Die Sudda auf der Erbse

Ganz selten, alle Jubeljahre quasi, wünscht sich die Familie Erbsensuppe.
Dazu muss aber draußen wirklich usseliges Wetter sein.
So wie jetzt.

Und meine Erbsensuppe ist natürlich kein Büchsenprodukt.
Nö, echte, stundenlange Handarbeit.
Keine fertige Brühe, nichts.

Da saß ich und sah zu, wie sie die Suppe genossen.

Erbsensuppe.

Wie gern hab ich die immer gegessen!

Auch Linsensuppe...
Mensch.

Mir lief der Sabber im Mund zusammen und ich merkte, wie ich richtig nervös wurde.

Ich hätte die Küche einfach verlassen können. Das wäre zwar nicht sonderlich höflich, aber besser als...

"Ach komm, ich brauche nicht mehr so drauf zu achten. Ein bisschen Erbsensuppe wird nicht schaden. Vor allem, wenn ich eine dicke Wurst reinschneide und nur ein kleines Dessertschüsselchen voll nehme."
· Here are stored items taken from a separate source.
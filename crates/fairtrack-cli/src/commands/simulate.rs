//! Simulate command implementation
//!
//! Replays a scenario against the real tracker on a paused clock, so a run that
//! covers a full retry chain finishes immediately and its timings are exact.
//!
//! Status rows are sampled from the snapshot channel, which keeps only the latest
//! value. A status that is replaced within the same scheduler turn (for example
//! `loading` when a fix is delivered immediately) does not get a row of its own;
//! the events column still shows every start, fix, error and end.

use crate::cli::SimulateArgs;
use crate::output::OutputWriter;
use crate::output_types::{RequestInfo, SimulateOutput, TimelineEntry, TimelineKind};
use crate::scenario::{fairteiler, Scenario, ScenarioAction};
use anyhow::{Context, Result};
use fairtrack_core::config::{ConfigSource, LayeredConfig};
use fairtrack_core::models::{Coordinates, LocationStatus};
use fairtrack_location::{
    ContributionContext, LocationSnapshot, LocationTracker, SimulatedProvider, TrackerSettings,
    TrackingEvent,
};
use std::sync::Arc;
use std::time::Duration;
use tabled::Tabled;
use tokio::sync::broadcast::error::RecvError;
use tokio::time::{self, Instant};

pub fn execute(args: SimulateArgs, config: &LayeredConfig, output: &OutputWriter) -> Result<()> {
    let scenario = Scenario::load(&args.scenario)?;

    let mut settings = TrackerSettings::from_config(config);
    // An explicit --mode beats the scenario's own mode.
    if config.tracking_mode.source != ConfigSource::Cli {
        if let Some(mode) = scenario.mode {
            settings.mode = mode;
        }
    }

    tracing::info!(
        scenario = scenario.display_name(),
        mode = %settings.mode,
        steps = scenario.steps.len(),
        actions = scenario.actions.len(),
        "Running scenario"
    );

    let runtime = tokio::runtime::Builder::new_current_thread()
        .enable_all()
        .start_paused(true)
        .build()
        .context("Failed to create simulation runtime")?;
    let report = runtime.block_on(run(&scenario, settings))?;

    render(report, output)
}

/// Play `scenario` to its end and collect what the tracker did
pub async fn run(scenario: &Scenario, settings: TrackerSettings) -> Result<SimulateOutput> {
    let provider = SimulatedProvider::with_steps(scenario.simulated_steps());
    let context = LocationTracker::spawn(Arc::new(provider.clone()), settings);
    let mut events = context.subscribe();
    let mut snapshots = context.snapshots();

    let mut timeline = Timeline::new(Instant::now(), &context.snapshot());
    let deadline = timeline.start + scenario.duration();
    let mut actions = scenario.actions.iter().peekable();

    context.set_target(scenario.proximity_target(settings.proximity_radius_m))?;

    loop {
        let next_action = actions.peek().map(|a| timeline.start + Duration::from_millis(a.at_ms));

        tokio::select! {
            biased;

            event = events.recv() => match event {
                Ok(event) => timeline.event(&event),
                Err(RecvError::Lagged(skipped)) => {
                    tracing::warn!(skipped, "Timeline fell behind tracker events");
                }
                Err(RecvError::Closed) => break,
            },
            changed = snapshots.changed() => {
                if changed.is_err() {
                    break;
                }
                let snapshot = snapshots.borrow_and_update().clone();
                timeline.snapshot(&snapshot);
            }
            _ = time::sleep_until(next_action.unwrap_or(deadline)), if next_action.is_some() => {
                if let Some(scheduled) = actions.next() {
                    timeline.action(&scheduled.action);
                    apply(&context, &scheduled.action)?;
                }
            }
            _ = time::sleep_until(deadline) => break,
        }
    }

    let final_snapshot = context.snapshot();
    context.shutdown().await;

    let requests = provider
        .requests()
        .into_iter()
        .map(|options| RequestInfo {
            enable_high_accuracy: options.enable_high_accuracy,
            timeout_ms: options.timeout.as_millis() as u64,
            maximum_age_ms: options.maximum_age.as_millis() as u64,
        })
        .collect();

    Ok(SimulateOutput {
        scenario: scenario.display_name().to_string(),
        timeline: timeline.entries,
        final_snapshot,
        requests,
    })
}

fn apply(context: &ContributionContext, action: &ScenarioAction) -> fairtrack_core::Result<()> {
    match action {
        ScenarioAction::Enable => context.enable_tracking(),
        ScenarioAction::Disable => context.disable_tracking(),
        ScenarioAction::RequestLocation => context.request_location(),
        ScenarioAction::SetTarget { latitude, longitude } => {
            context.set_fairteiler(&fairteiler(latitude, longitude))
        }
        ScenarioAction::ClearTarget => context.set_target(None),
    }
}

struct Timeline {
    start: Instant,
    entries: Vec<TimelineEntry>,
    last: Option<(LocationStatus, bool, Option<Coordinates>)>,
}

impl Timeline {
    fn new(start: Instant, initial: &LocationSnapshot) -> Self {
        Self { start, entries: Vec::new(), last: Some(Timeline::key(initial)) }
    }

    fn key(snapshot: &LocationSnapshot) -> (LocationStatus, bool, Option<Coordinates>) {
        (snapshot.status, snapshot.show_loading_indicator, snapshot.coordinates)
    }

    fn push(&mut self, kind: TimelineKind, detail: String) -> &mut TimelineEntry {
        let at_ms = self.start.elapsed().as_millis() as u64;
        self.entries.push(TimelineEntry { at_ms, kind, detail, status: None, error: None });
        let last = self.entries.len() - 1;
        &mut self.entries[last]
    }

    fn action(&mut self, action: &ScenarioAction) {
        self.push(TimelineKind::Action, action.to_string());
    }

    fn event(&mut self, event: &TrackingEvent) {
        match event {
            TrackingEvent::TrackingStarted { mode } => {
                self.push(TimelineKind::Event, format!("tracking started ({})", mode));
            }
            TrackingEvent::Position { coordinates } => {
                self.push(TimelineKind::Event, format!("position {}", coordinates));
            }
            TrackingEvent::Error { kind, message } => {
                self.push(TimelineKind::Event, message.clone()).error = Some(*kind);
            }
            TrackingEvent::TrackingEnded => {
                self.push(TimelineKind::Event, "tracking ended".to_string());
            }
        }
    }

    /// Record a snapshot when something a user would see has changed
    fn snapshot(&mut self, snapshot: &LocationSnapshot) {
        let key = Timeline::key(snapshot);
        if self.last == Some(key) {
            return;
        }
        self.last = Some(key);

        let mut detail = snapshot.message.clone();
        if snapshot.show_loading_indicator {
            detail.push_str(" [spinner]");
        }
        self.push(TimelineKind::Status, detail).status = Some(snapshot.status);
    }
}

fn render(report: SimulateOutput, output: &OutputWriter) -> Result<()> {
    if output.is_json() {
        return output.result(report);
    }

    output.section(format!("Scenario: {}", report.scenario));

    #[derive(Tabled)]
    struct TimelineRow {
        #[tabled(rename = "Time")]
        at: String,
        #[tabled(rename = "Kind")]
        kind: String,
        #[tabled(rename = "Status")]
        status: String,
        #[tabled(rename = "Detail")]
        detail: String,
    }

    let rows: Vec<TimelineRow> = report
        .timeline
        .iter()
        .map(|entry| TimelineRow {
            at: format!("{:>7.3} s", entry.at_ms as f64 / 1000.0),
            kind: format!("{:?}", entry.kind).to_lowercase(),
            status: entry.status.map(|s| s.to_string()).unwrap_or_default(),
            detail: entry.detail.clone(),
        })
        .collect();
    output.table(rows);

    let snapshot = &report.final_snapshot;
    output.section("Result");
    output.kv("Status", snapshot.status);
    output.kv("Verified", snapshot.is_location_verified);
    if let Some(distance) = snapshot.distance_m {
        output.kv("Distance", format!("{:.1} m", distance));
    }
    output.kv("Message", &snapshot.message);

    let timeouts: Vec<String> = report.requests.iter().map(|r| r.timeout_ms.to_string()).collect();
    output.kv(
        "Requests",
        format!("{} (timeouts: {} ms)", report.requests.len(), timeouts.join(", ")),
    );

    if snapshot.is_location_verified {
        output.success("Contribution form unlocked");
    } else {
        output.info("Contribution form stays locked");
    }

    Ok(())
}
 ... zu denken und den Plan in die Tat umzusetzen!

Es war lecker und satt war ich, weil ich vorher MEIN Essen hatte. Sehr leckeres "MEIN Essen":

Und jetzt?

Jetzt sitze ich hier und könnte meinen Kopf in den Topf stecken, so gierig bin ich danach.
Ich ertappe mich dabei, wie ich innerlich richtig jammere.
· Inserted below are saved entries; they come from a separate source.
//! Acquisition bookkeeping and the externally visible location status.

use serde::{Deserialize, Serialize};
use std::fmt;

use super::ErrorKind;

/// Hard cap on automatic position attempts per session
pub const DEFAULT_MAX_ATTEMPTS: u32 = 3;

/// Where the acquisition controller is in its lifecycle
#[derive(Debug, Clone, Copy, PartialEq, Eq, Serialize, Deserialize, Default)]
#[serde(rename_all = "snake_case")]
pub enum AcquisitionPhase {
    #[default]
    Idle,
    Requesting,
    Succeeded,
    Failed,
}

/// Acquisition state owned by the controller
#[derive(Debug, Clone, Copy, PartialEq, Eq, Serialize, Deserialize, Default)]
pub struct AcquisitionState {
    pub phase: AcquisitionPhase,
    pub permission_denied: bool,
    pub last_error: Option<ErrorKind>,
}

impl AcquisitionState {
    pub fn is_acquiring(&self) -> bool {
        self.phase == AcquisitionPhase::Requesting
    }

    /// A failure that automatic retries will not recover from
    pub fn terminal_error(&self) -> Option<ErrorKind> {
        if self.phase == AcquisitionPhase::Failed {
            self.last_error
        } else {
            None
        }
    }
}

/// Automatic retry bookkeeping for one session
#[derive(Debug, Clone, Copy, PartialEq, Eq, Serialize, Deserialize)]
pub struct RetryState {
    /// Zero-based index of the attempt currently in flight or scheduled
    pub attempt: u32,
    pub max_attempts: u32,
    /// A retry timer is pending
    pub is_retrying: bool,
}

impl RetryState {
    pub fn new(max_attempts: u32) -> Self {
        Self { attempt: 0, max_attempts, is_retrying: false }
    }

    pub fn reset(&mut self) {
        *self = Self::new(self.max_attempts);
    }
}

impl Default for RetryState {
    fn default() -> Self {
        Self::new(DEFAULT_MAX_ATTEMPTS)
    }
}

/// Outcome of comparing the latest coordinate with the target
#[derive(Debug, Clone, Copy, PartialEq, Serialize, Deserialize, Default)]
#[serde(tag = "result", rename_all = "snake_case")]
pub enum ProximityResult {
    /// No coordinate has been resolved yet
    #[default]
    Unknown,
    /// A coordinate exists but there is no valid target to compare it with
    NoTarget,
    InRange { distance_m: f64 },
    OutOfRange { distance_m: f64 },
}

impl ProximityResult {
    pub fn distance_m(&self) -> Option<f64> {
        match self {
            ProximityResult::InRange { distance_m }
            | ProximityResult::OutOfRange { distance_m } => Some(*distance_m),
            ProximityResult::Unknown | ProximityResult::NoTarget => None,
        }
    }

    pub fn is_in_range(&self) -> bool {
        matches!(self, ProximityResult::InRange { .. })
    }
}

/// The single location status the UI gates on.
///
/// Always derived, never assigned. Anything other than `Verified` keeps the
/// contribution form locked.
#[derive(Debug, Clone, Copy, PartialEq, Eq, Hash, Serialize, Deserialize, Default)]
#[serde(rename_all = "kebab-case")]
pub enum LocationStatus {
    #[default]
    Loading,
    Verified,
    TooFar,
    Denied,
    Error,
}

impl LocationStatus {
    pub fn as_str(&self) -> &'static str {
        match self {
            LocationStatus::Loading => "loading",
            LocationStatus::Verified => "verified",
            LocationStatus::TooFar => "too-far",
            LocationStatus::Denied => "denied",
            LocationStatus::Error => "error",
        }
    }

    pub fn is_verified(&self) -> bool {
        matches!(self, LocationStatus::Verified)
    }

    /// Message shown next to the locked or unlocked form
    pub fn user_message(&self, distance_m: Option<f64>) -> String {
        match self {
            LocationStatus::Loading => "Determining your location...".to_string(),
            LocationStatus::Verified => {
                "You are at the Fairteiler. You can record your contribution.".to_string()
            }
            LocationStatus::TooFar => match distance_m {
                Some(d) if d.is_finite() => format!(
                    "You are about {:.0} m away from the Fairteiler. Move closer to record a contribution.",
                    d
                ),
                _ => "You are too far away from the Fairteiler. Move closer to record a contribution."
                    .to_string(),
            },
            LocationStatus::Denied => {
                "Location access is disabled. Enable location permission for this site in your browser or device settings, then try again."
                    .to_string()
            }
            LocationStatus::Error => {
                "Your location could not be determined. Check your connection or GPS and try again."
                    .to_string()
            }
        }
    }
}

impl fmt::Display for LocationStatus {
    fn fmt(&self, f: &mut fmt::Formatter<'_>) -> fmt::Result {
        f.write_str(self.as_str())
    }
}

#[cfg(test)]
mod tests {
    use super::*;

    #[test]
    fn test_status_strings() {
        assert_eq!(LocationStatus::TooFar.as_str(), "too-far");
        assert_eq!(serde_json::to_string(&LocationStatus::TooFar).unwrap(), "\"too-far\"");
        assert_eq!(LocationStatus::default(), LocationStatus::Loading);
    }

    #[test]
    fn test_only_verified_unlocks() {
        for status in [
            LocationStatus::Loading,
            LocationStatus::TooFar,
            LocationStatus::Denied,
            LocationStatus::Error,
        ] {
            assert!(!status.is_verified(), "{} must not unlock", status);
        }
        assert!(LocationStatus::Verified.is_verified());
    }

    #[test]
    fn test_too_far_message_mentions_distance() {
        let msg = LocationStatus::TooFar.user_message(Some(49.6));
        assert!(msg.contains("50 m"), "unexpected message: {}", msg);

        let msg = LocationStatus::TooFar.user_message(None);
        assert!(msg.contains("too far"));
    }

    #[test]
    fn test_denied_message_is_actionable() {
        let msg = LocationStatus::Denied.user_message(None);
        assert!(msg.contains("Enable location permission"));
    }

    #[test]
    fn test_retry_state_reset_keeps_cap() {
        let mut retry = RetryState { attempt: 2, max_attempts: 5, is_retrying: true };
        retry.reset();
        assert_eq!(retry, RetryState::new(5));
    }

    #[test]
    fn test_terminal_error_only_when_failed() {
        let state = AcquisitionState {
            phase: AcquisitionPhase::Requesting,
            permission_denied: false,
            last_error: Some(ErrorKind::Timeout),
        };
        assert_eq!(state.terminal_error(), None);

        let state = AcquisitionState { phase: AcquisitionPhase::Failed, ..state };
        assert_eq!(state.terminal_error(), Some(ErrorKind::Timeout));
    }
}
//! Config command implementation

use crate::output::OutputWriter;
use crate::output_types::{ConfigEntry, ConfigOutput};
use anyhow::Result;
use fairtrack_core::config::LayeredConfig;
use tabled::Tabled;

pub fn execute(config: &LayeredConfig, output: &OutputWriter) -> Result<()> {
    let mut entries: Vec<ConfigEntry> = config
        .to_inspection_map()
        .into_iter()
        .map(|(key, (value, source))| ConfigEntry { key, value, source: format!("{:?}", source) })
        .collect();
    entries.sort_by(|a, b| a.key.cmp(&b.key));

    if output.is_json() {
        output.result(ConfigOutput { entries })?;
    } else {
        output.section("Effective Configuration");

        #[derive(Tabled)]
        struct ConfigRow {
            #[tabled(rename = "Key")]
            key: String,
            #[tabled(rename = "Value")]
            value: String,
            #[tabled(rename = "Source")]
            source: String,
        }

        let rows: Vec<ConfigRow> = entries
            .into_iter()
            .map(|e| ConfigRow { key: e.key, value: e.value, source: e.source })
            .collect();

        output.table(rows);
    }

    Ok(())
}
Also habe ich schnell den Rest eingefroren, den Topf in die Spülmaschine gestopft, alles was daran erinnert weggeräumt und sogar gelüftet.

So ein Dreck.
Das ist doch nicht normal, he!

Bin ich froh, dass ich hier meinem Kummer darüber freien Lauf lassen kann. Das musste jetzt mal raus. Auch wenn es mir ein wenig peinlich ist. Ich glaub, ich geh jetzt mal in die Wanne und versuche wieder die Nerven runterzufahren.

Dass mich das nach so langer Zeit so packt, das hätte ich nicht gedacht.
Befürchtet schon, aber wirklich geglaubt nicht.